Introduction
As a Customer Success Engineer, you will design viable client solutions by leveraging current IBM Automation product capabilities and remove technical inhibitors to sales opportunities. You will work with clients to drive adoption and expansion of IBM products to accelerate client value.
Your Role And Responsibilities
Your primary responsibilities will include:
- Design Client Solutions: Design viable client solutions by leveraging current product capabilities, removing technical inhibitors to sales opportunities, and creating technical proof points through technical accelerators such as demonstrations, POTs, POCs, POVs, Workshops, Solution Design, and MVPs.
- Drive Customer Value: Drive customer value by activating entitlements, finding sponsors, conducting use-case workshops, and establishing measurable business outcomes with client sponsors and stakeholders.
- Develop Success Plans: Develop a success plan that describes deployment roadmap(s), milestones, and outcomes with client sponsors and stakeholders, and deeply understand clients main challenges to become a trusted guide for their modernization and adoption of IBM's technology portfolio.
- Deliver Technical Proof Points: Create and deliver technical proof points through technical accelerators to demonstrate the value of IBM products and solutions.
- Collaborate with Clients: Work closely with clients to understand their needs, provide technical expertise, and drive adoption and expansion of IBM Automation products.
Required Technical And Professional Expertise
- Technical Solution Design: Experience with designing viable client solutions by leveraging current product capabilities, including creating technical proof points through technical accelerators such as demonstrations, POTs, POCs, Workshops, Solution Design, and MVPs.
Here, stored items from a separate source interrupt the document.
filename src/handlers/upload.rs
use crate::models::errors::AppError;
use crate::AppState;
use axum::{
    body::Body,
    extract::{Request, State},
    http::header,
    response::Html,
};
use futures_util::TryStreamExt;
use multer::Multipart;

/// Multipart field that carries the uploaded file
const FILE_FIELD: &str = "file";

pub const UPLOAD_FORM: &str = r#"<!doctype html>
<html lang="en">
<head>
    <meta charset="UTF-8">
    <meta name="viewport" content="width=device-width, initial-scale=1.0">
    <title>Upload File</title>
</head>
<body>
    <h2>Upload a File from Phone</h2>
    <form method="post" enctype="multipart/form-data">
        <input type="file" name="file" required>
        <input type="submit" value="Upload">
    </form>
    <p><a href="/files">View uploaded files</a></p>
    <p><img src="/qr" alt="QR code for this page" width="200" height="200"></p>
</body>
</html>
"#;

/// Render the upload form
pub async fn upload_form() -> Html<&'static str> {
    Html(UPLOAD_FORM)
}

/// Accept one multipart file and store it under its client-supplied name.
///
/// A request without a usable `file` field gets the form back, the same as
/// a GET.
pub async fn upload_file(
    State(app_state): State<AppState>,
    request: Request<Body>,
) -> Result<Html<String>, AppError> {
    let boundary = request
        .headers()
        .get(header::CONTENT_TYPE)
        .and_then(|ct| ct.to_str().ok())
        .and_then(|ct| multer::parse_boundary(ct).ok());

    let Some(boundary) = boundary else {
        tracing::debug!("Upload without a multipart body, rendering form");
        return Ok(Html(UPLOAD_FORM.to_string()));
    };

    // Convert the request body to a stream
    let stream = request
        .into_body()
        .into_data_stream()
        .map_err(|err| std::io::Error::new(std::io::ErrorKind::Other, err));

    let mut multipart = Multipart::new(stream, boundary);

    while let Some(field) = multipart.next_field().await.map_err(|e| {
        AppError::file_upload_failed(format!("Failed to read multipart field: {}", e))
    })? {
        if field.name() != Some(FILE_FIELD) {
            continue;
        }

        // An empty file input still submits the field, with an empty name
        let filename = match field.file_name() {
            Some(name) if !name.is_empty() => name.to_string(),
            _ => break,
        };

        tracing::debug!(
            "Processing upload: {} (content_type: {:?})",
            filename,
            field.content_type().map(|m| m.to_string())
        );

        let size = app_state.storage.save_stream(&filename, field).await?;

        tracing::info!("Saved upload: {} ({} bytes)", filename, size);

        return Ok(Html(format!(
            "<p>✅ File saved: {}</p><a href='/'>Back</a>",
            html_escape::encode_text(&filename)
        )));
    }

    tracing::debug!("No file in upload request, rendering form");
    Ok(Html(UPLOAD_FORM.to_string()))
}
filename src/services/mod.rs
// Business logic services module

pub mod file_storage;
pub mod qr_generator;
pub mod tunnel;
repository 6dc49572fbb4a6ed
use std::{env, path::PathBuf, time::Duration};

#[derive(Debug, Clone)]
pub struct AppConfig {
    pub host: String,
    pub port: u16,
    pub upload_dir: PathBuf,
    pub tunnel_enabled: bool,
    pub tunnel_binary: String,
    pub tunnel_api_url: String,
    pub tunnel_init_delay: Duration,
    pub server_ready_delay: Duration,
    pub qr_output_path: PathBuf,
}

impl Default for AppConfig {
    fn default() -> Self {
        Self {
            host: "0.0.0.0".to_string(),
            port: 5000,
            upload_dir: PathBuf::from("uploads"),
            tunnel_enabled: true,
            tunnel_binary: "ngrok".to_string(),
            tunnel_api_url: "http://localhost:4040/api/tunnels".to_string(),
            tunnel_init_delay: Duration::from_secs(2),
            server_ready_delay: Duration::from_secs(3),
            qr_output_path: PathBuf::from("upload_qr.png"),
        }
    }
}

impl AppConfig {
    pub fn from_env() -> Self {
        Self::from_lookup(|key| env::var(key).ok())
    }

    /// Builds a config from an arbitrary key lookup. Values that fail to
    /// parse leave the default in place.
    pub fn from_lookup(lookup: impl Fn(&str) -> Option<String>) -> Self {
        let mut config = Self::default();

        if let Some(host) = lookup("HOST") {
            config.host = host;
        }

        if let Some(port) = lookup("PORT") {
            if let Ok(port_num) = port.parse::<u16>() {
                config.port = port_num;
            }
        }

        if let Some(upload_dir) = lookup("UPLOAD_DIR") {
            config.upload_dir = PathBuf::from(upload_dir);
        }

        if let Some(enabled) = lookup("TUNNEL_ENABLED") {
            match enabled.trim().to_ascii_lowercase().as_str() {
                "1" | "true" | "yes" | "on" => config.tunnel_enabled = true,
                "0" | "false" | "no" | "off" => config.tunnel_enabled = false,
                _ => {}
            }
        }

        if let Some(binary) = lookup("TUNNEL_BINARY") {
            config.tunnel_binary = binary;
        }

        if let Some(api_url) = lookup("TUNNEL_API_URL") {
            config.tunnel_api_url = api_url;
        }

        if let Some(delay) = lookup("TUNNEL_INIT_DELAY_MS") {
            if let Ok(ms) = delay.parse::<u64>() {
                config.tunnel_init_delay = Duration::from_millis(ms);
            }
        }

        if let Some(delay) = lookup("SERVER_READY_DELAY_MS") {
            if let Ok(ms) = delay.parse::<u64>() {
                config.server_ready_delay = Duration::from_millis(ms);
            }
        }

        if let Some(path) = lookup("QR_OUTPUT_PATH") {
            config.qr_output_path = PathBuf::from(path);
        }

        config
    }

    pub fn bind_address(&self) -> String {
        format!("{}:{}", self.host, self.port)
    }
}
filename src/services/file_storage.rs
use crate::models::{errors::AppError, uploaded_file::UploadedFile};
use axum::body::Bytes;
use futures_util::{Stream, StreamExt};
use std::{
    fmt::Display,
    fs::{self, FileTimes},
    path::{Path, PathBuf},
    time::SystemTime,
};
use tokio::{fs as async_fs, io::AsyncWriteExt};

/// The upload directory. Every regular file inside it is an uploaded file,
/// keyed by its name; there is no index beside the filesystem itself.
#[derive(Debug, Clone)]
pub struct FileStorageService {
    upload_dir: PathBuf,
}

impl FileStorageService {
    pub fn new(upload_dir: impl Into<PathBuf>) -> Result<Self, AppError> {
        let upload_dir = upload_dir.into();

        // Create the upload directory if it doesn't exist
        if !upload_dir.exists() {
            fs::create_dir_all(&upload_dir).map_err(|e| {
                AppError::storage_failed(format!("Failed to create upload directory: {}", e))
            })?;
        }

        Ok(Self { upload_dir })
    }

    /// Resolve a client-supplied name inside the upload directory.
    ///
    /// The name is joined as-is, with no traversal checks.
    pub fn file_path(&self, name: &str) -> PathBuf {
        self.upload_dir.join(name)
    }

    /// Write a file from a stream of chunks and stamp it with the current time.
    /// An existing file with the same name is overwritten.
    pub async fn save_stream<S, E>(&self, name: &str, stream: S) -> Result<u64, AppError>
    where
        S: Stream<Item = Result<Bytes, E>>,
        E: Display,
    {
        let file_path = self.file_path(name);
        let mut stream = std::pin::pin!(stream);

        let mut file = async_fs::File::create(&file_path)
            .await
            .map_err(|e| AppError::storage_failed(format!("Failed to create {}: {}", name, e)))?;

        let mut written: u64 = 0;
        while let Some(chunk) = stream.next().await {
            let chunk = chunk.map_err(|e| {
                AppError::file_upload_failed(format!("Failed to read upload data: {}", e))
            })?;
            file.write_all(&chunk)
                .await
                .map_err(|e| AppError::storage_failed(format!("Failed to write {}: {}", name, e)))?;
            written += chunk.len() as u64;
        }

        file.flush()
            .await
            .map_err(|e| AppError::storage_failed(format!("Failed to write {}: {}", name, e)))?;

        let now = SystemTime::now();
        file.into_std()
            .await
            .set_times(FileTimes::new().set_accessed(now).set_modified(now))
            .map_err(|e| {
                AppError::storage_failed(format!("Failed to set timestamps on {}: {}", name, e))
            })?;

        tracing::debug!("Stored file: {} ({} bytes)", file_path.display(), written);
        Ok(written)
    }

    /// Write an in-memory buffer as an uploaded file
    #[cfg(test)]
    pub async fn store_file(&self, name: &str, data: &[u8]) -> Result<u64, AppError> {
        let chunk = Bytes::copy_from_slice(data);
        let stream = futures_util::stream::once(async move { Ok::<_, std::io::Error>(chunk) });
        self.save_stream(name, stream).await
    }

    /// List regular files, most recently modified first.
    ///
    /// Ties keep directory enumeration order. A file that vanishes between
    /// enumeration and stat is reported as a storage error.
    pub async fn list_files(&self) -> Result<Vec<UploadedFile>, AppError> {
        let mut files = Vec::new();

        let mut entries = async_fs::read_dir(&self.upload_dir).await.map_err(|e| {
            AppError::storage_failed(format!("Failed to read upload directory: {}", e))
        })?;

        while let Some(entry) = entries.next_entry().await.map_err(|e| {
            AppError::storage_failed(format!("Failed to read directory entry: {}", e))
        })? {
            let path = entry.path();

            // Follows symlinks, so a link to a regular file is listed
            let metadata = match async_fs::metadata(&path).await {
                Ok(metadata) => metadata,
                Err(e) => {
                    // A dangling link is not a file; skip it
                    if is_symlink(&entry).await {
                        tracing::debug!("Skipping broken symlink: {}", path.display());
                        continue;
                    }
                    return Err(AppError::storage_failed(format!(
                        "Failed to read metadata for {}: {}",
                        path.display(),
                        e
                    )));
                }
            };

            if !metadata.is_file() {
                continue;
            }

            let modified = metadata.modified().map_err(|e| {
                AppError::storage_failed(format!(
                    "Failed to read modification time for {}: {}",
                    path.display(),
                    e
                ))
            })?;

            let name = entry.file_name().to_string_lossy().into_owned();
            files.push(UploadedFile::new(name, modified));
        }

        files.sort_by(|a, b| b.modified_at.cmp(&a.modified_at));
        Ok(files)
    }

    /// Open a stored file for download, returning it with its size
    pub async fn open_file(&self, name: &str) -> Result<(async_fs::File, u64), AppError> {
        let file_path = self.file_path(name);

        let metadata = async_fs::metadata(&file_path)
            .await
            .map_err(|e| AppError::file_not_found(name, e.to_string()))?;

        if !metadata.is_file() {
            return Err(AppError::file_not_found(name, "Not a regular file"));
        }

        let file = async_fs::File::open(&file_path)
            .await
            .map_err(|e| AppError::file_not_found(name, e.to_string()))?;

        Ok((file, metadata.len()))
    }

    /// Get the upload directory path
    pub fn upload_dir(&self) -> &Path {
        &self.upload_dir
    }
}

async fn is_symlink(entry: &async_fs::DirEntry) -> bool {
    entry
        .file_type()
        .await
        .map(|file_type| file_type.is_symlink())
        .unwrap_or(false)
}

#[cfg(test)]
mod tests {
    use super::*;
    use std::time::Duration;
    use tempfile::TempDir;
    use tokio::io::AsyncReadExt;

    #[test]
    fn test_creates_missing_directory() {
        let temp_dir = TempDir::new().unwrap();
        let nested = temp_dir.path().join("a").join("uploads");

        let storage = FileStorageService::new(&nested).unwrap();
        assert!(nested.is_dir());
        assert_eq!(storage.upload_dir(), nested.as_path());
    }

    #[tokio::test]
    async fn test_store_and_open() {
        let temp_dir = TempDir::new().unwrap();
        let storage = FileStorageService::new(temp_dir.path()).unwrap();

        let written = storage.store_file("notes.txt", b"hello drop").await.unwrap();
        assert_eq!(written, 10);

        let (mut file, size) = storage.open_file("notes.txt").await.unwrap();
        assert_eq!(size, 10);
        let mut contents = Vec::new();
        file.read_to_end(&mut contents).await.unwrap();
        assert_eq!(contents, b"hello drop");
    }

    #[tokio::test]
    async fn test_save_stream_concatenates_chunks() {
        let temp_dir = TempDir::new().unwrap();
        let storage = FileStorageService::new(temp_dir.path()).unwrap();

        let chunks = vec![
            Ok::<_, std::io::Error>(Bytes::from_static(b"abc")),
            Ok(Bytes::from_static(b"def")),
        ];
        let written = storage
            .save_stream("joined.bin", futures_util::stream::iter(chunks))
            .await
            .unwrap();

        assert_eq!(written, 6);
        assert_eq!(fs::read(temp_dir.path().join("joined.bin")).unwrap(), b"abcdef");
    }

    #[tokio::test]
    async fn test_stream_error_is_upload_error() {
        let temp_dir = TempDir::new().unwrap();
        let storage = FileStorageService::new(temp_dir.path()).unwrap();

        let chunks = vec![
            Ok(Bytes::from_static(b"partial")),
            Err(std::io::Error::new(std::io::ErrorKind::UnexpectedEof, "client went away")),
        ];
        let result = storage
            .save_stream("broken.bin", futures_util::stream::iter(chunks))
            .await;

        assert!(matches!(result, Err(AppError::FileUploadError { .. })));
    }

    #[tokio::test]
    async fn test_stamps_modification_time() {
        let temp_dir = TempDir::new().unwrap();
        let storage = FileStorageService::new(temp_dir.path()).unwrap();

        let before = SystemTime::now() - Duration::from_secs(1);
        storage.store_file("fresh.txt", b"x").await.unwrap();

        let modified = fs::metadata(temp_dir.path().join("fresh.txt"))
            .unwrap()
            .modified()
            .unwrap();
        assert!(modified >= before);
    }

    #[tokio::test]
    async fn test_list_sorted_newest_first() {
        let temp_dir = TempDir::new().unwrap();
        let storage = FileStorageService::new(temp_dir.path()).unwrap();

        storage.store_file("first.txt", b"1").await.unwrap();
        tokio::time::sleep(Duration::from_millis(20)).await;
        storage.store_file("second.txt", b"2").await.unwrap();
        tokio::time::sleep(Duration::from_millis(20)).await;
        storage.store_file("third.txt", b"3").await.unwrap();

        let names: Vec<String> = storage
            .list_files()
            .await
            .unwrap()
            .into_iter()
            .map(|f| f.name)
            .collect();
        assert_eq!(names, vec!["third.txt", "second.txt", "first.txt"]);
    }

    #[tokio::test]
    async fn test_list_skips_directories() {
        let temp_dir = TempDir::new().unwrap();
        let storage = FileStorageService::new(temp_dir.path()).unwrap();

        fs::create_dir(temp_dir.path().join("nested")).unwrap();
        storage.store_file("only.txt", b"data").await.unwrap();

        let files = storage.list_files().await.unwrap();
        assert_eq!(files.len(), 1);
        assert_eq!(files[0].name, "only.txt");
    }

    #[cfg(unix)]
    #[tokio::test]
    async fn test_list_skips_broken_symlinks() {
        let temp_dir = TempDir::new().unwrap();
        let storage = FileStorageService::new(temp_dir.path()).unwrap();

        storage.store_file("real.txt", b"data").await.unwrap();
        std::os::unix::fs::symlink("/nonexistent/target", temp_dir.path().join("dangling"))
            .unwrap();

        let files = storage.list_files().await.unwrap();
        assert_eq!(files.len(), 1);
        assert_eq!(files[0].name, "real.txt");
    }

    #[cfg(unix)]
    #[tokio::test]
    async fn test_list_follows_symlink_to_file() {
        let temp_dir = TempDir::new().unwrap();
        let outside = TempDir::new().unwrap();
        let storage = FileStorageService::new(temp_dir.path()).unwrap();

        let target = outside.path().join("target.txt");
        fs::write(&target, b"linked").unwrap();
        std::os::unix::fs::symlink(&target, temp_dir.path().join("link.txt")).unwrap();

        let files = storage.list_files().await.unwrap();
        assert_eq!(files.len(), 1);
        assert_eq!(files[0].name, "link.txt");
    }

    #[tokio::test]
    async fn test_overwrite_keeps_single_entry() {
        let temp_dir = TempDir::new().unwrap();
        let storage = FileStorageService::new(temp_dir.path()).unwrap();

        storage.store_file("same.txt", b"old contents").await.unwrap();
        let first = storage.list_files().await.unwrap()[0].modified_at;
        tokio::time::sleep(Duration::from_millis(20)).await;
        storage.store_file("same.txt", b"new").await.unwrap();

        let files = storage.list_files().await.unwrap();
        assert_eq!(files.len(), 1);
        assert!(files[0].modified_at > first);
        assert_eq!(fs::read(temp_dir.path().join("same.txt")).unwrap(), b"new");
    }

    #[tokio::test]
    async fn test_open_missing_and_directory() {
        let temp_dir = TempDir::new().unwrap();
        let storage = FileStorageService::new(temp_dir.path()).unwrap();
        fs::create_dir(temp_dir.path().join("folder")).unwrap();

        assert!(matches!(
            storage.open_file("nope.txt").await,
            Err(AppError::FileNotFound { .. })
        ));
        assert!(matches!(
            storage.open_file("folder").await,
            Err(AppError::FileNotFound { .. })
        ));
    }
}
use std::sync::OnceLock;

/// Process-wide externally reachable base URL, discovered from the tunnel.
///
/// Written at most once during startup and read by every QR request after
/// that. When it was never set, callers fall back to the request's own host.
#[derive(Debug, Default)]
pub struct PublicUrl {
    value: OnceLock<String>,
}

impl PublicUrl {
    pub fn new() -> Self {
        Self::default()
    }

    /// Stores the URL. Returns false if a value was already set.
    pub fn set(&self, url: impl Into<String>) -> bool {
        self.value.set(url.into()).is_ok()
    }

    pub fn get(&self) -> Option<&str> {
        self.value.get().map(String::as_str)
    }
}
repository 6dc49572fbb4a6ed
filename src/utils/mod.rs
pub mod config;
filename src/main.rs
use file_drop::{
    models::public_url::PublicUrl,
    services::{file_storage::FileStorageService, tunnel},
    utils::config::AppConfig,
    AppState,
};
use std::{net::SocketAddr, sync::Arc};
use tokio::signal;
use tower::ServiceBuilder;
use tower_http::trace::TraceLayer;
use tracing_subscriber::{layer::SubscriberExt, util::SubscriberInitExt};

#[tokio::main]
async fn main() -> anyhow::Result<()> {
    // Initialize tracing
    tracing_subscriber::registry()
        .with(
            tracing_subscriber::EnvFilter::try_from_default_env()
                .unwrap_or_else(|_| "file_drop=debug,tower_http=debug".into()),
        )
        .with(tracing_subscriber::fmt::layer())
        .init();

    // Load configuration
    let config = AppConfig::from_env();
    tracing::info!("Configuration loaded: {:?}", config);

    // Initialize file storage
    let storage = FileStorageService::new(&config.upload_dir).map_err(|e| {
        tracing::error!("Failed to initialize file storage: {}", e);
        e
    })?;

    // The tunnel child is never stopped; it outlives the server
    let _tunnel = if config.tunnel_enabled {
        match tunnel::launch_tunnel(&config.tunnel_binary, config.port) {
            Ok(child) => Some(child),
            Err(e) => {
                tracing::warn!("{}", e);
                None
            }
        }
    } else {
        tracing::info!("Tunnel disabled, QR codes will use request host URLs");
        None
    };

    let public_url = Arc::new(PublicUrl::new());
    let app_state = AppState::new(config.clone(), storage, public_url.clone());

    let app = file_drop::router(app_state)
        .layer(ServiceBuilder::new().layer(TraceLayer::new_for_http()));

    let addr: SocketAddr = config.bind_address().parse()?;
    let listener = tokio::net::TcpListener::bind(addr).await?;
    tracing::info!("Starting file drop server on http://localhost:{}", config.port);

    let server = tokio::spawn(async move {
        axum::serve(listener, app)
            .with_graceful_shutdown(shutdown_signal())
            .await
    });

    if config.tunnel_enabled {
        tokio::time::sleep(config.server_ready_delay).await;
        tunnel::publish_public_url(&config, &public_url).await;
    }

    server.await??;

    tracing::info!("Server shutdown complete");
    Ok(())
}

async fn shutdown_signal() {
    let ctrl_c = async {
        signal::ctrl_c()
            .await
            .expect("failed to install Ctrl+C handler");
    };

    #[cfg(unix)]
    let terminate = async {
        signal::unix::signal(signal::unix::SignalKind::terminate())
            .expect("failed to install signal handler")
            .recv()
            .await;
    };

    #[cfg(not(unix))]
    let terminate = std::future::pending::<()>();

    tokio::select! {
        _ = ctrl_c => {
            tracing::info!("Received Ctrl+C, starting graceful shutdown");
        },
        _ = terminate => {
            tracing::info!("Received terminate signal, starting graceful shutdown");
        },
    }
}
- Product Capability Expertise: Experience in leveraging current product capabilities to remove technical inhibitors to sales opportunities and drive adoption and expansion of products.
- Technical Accelerator Development: Experience with creating and delivering technical proof points through technical accelerators to demonstrate the value of products and solutions.
- Client Solution Deployment: Experience in developing deployment roadmaps, milestones, and outcomes with client sponsors and stakeholders to drive customer value.
- Technical Portfolio Understanding: Experience with understanding clients main challenges and becoming a trusted guide for their modernization and adoption of technology portfolios.
Preferred Technical And Professional Experience
- Serve as the technical authority for IBM's Automation Infrastructure Delivery (IDA) Automation portfolio — including Terraform knowledge to perform Infrastructure as a Code (IaC) along with Ansible that focus on configuration management and automation, Vault for secrets management (credentials, encryption keys, tokens etc) and good to have is Verify for Identity and Access Management — designing architectures that solve complex hybrid and multi‑cloud data challenges.
- Partner with sellers and client success teams to lead technical discovery, solution design, and value mapping, translating business outcomes into scalable automation and orchestrating architectures using IBM Automation Infrastructure Delivery (IDA) technologies.
- Act as the technical bridge from sale to success, ensuring solution designs transition cleanly into implementation, adoption, and long‑term value realization.
- Design and deliver technical enablement for clients through demonstrations, POCs, hands‑on workshops, and architecture reviews, showcasing real‑world use cases such as application cloud modernization, cloud migration, securing secrets management, and AI‑ready infrastructures and agentic applications.
- Apply deep experience with automation patterns—including Infrastructure as Code (IaC), Configuration Management Pattern, Policy-Driven Automation (Governance) – industrializing infrastructure delivery — making it: Faster, Consistent, Scalable and Low-risk.
- Influence product adoption and roadmap alignment by bringing field feedback to IBM product teams, contributing to best practices, reference architectures, and accelerators that improve client outcomes across the Data & AI portfolio.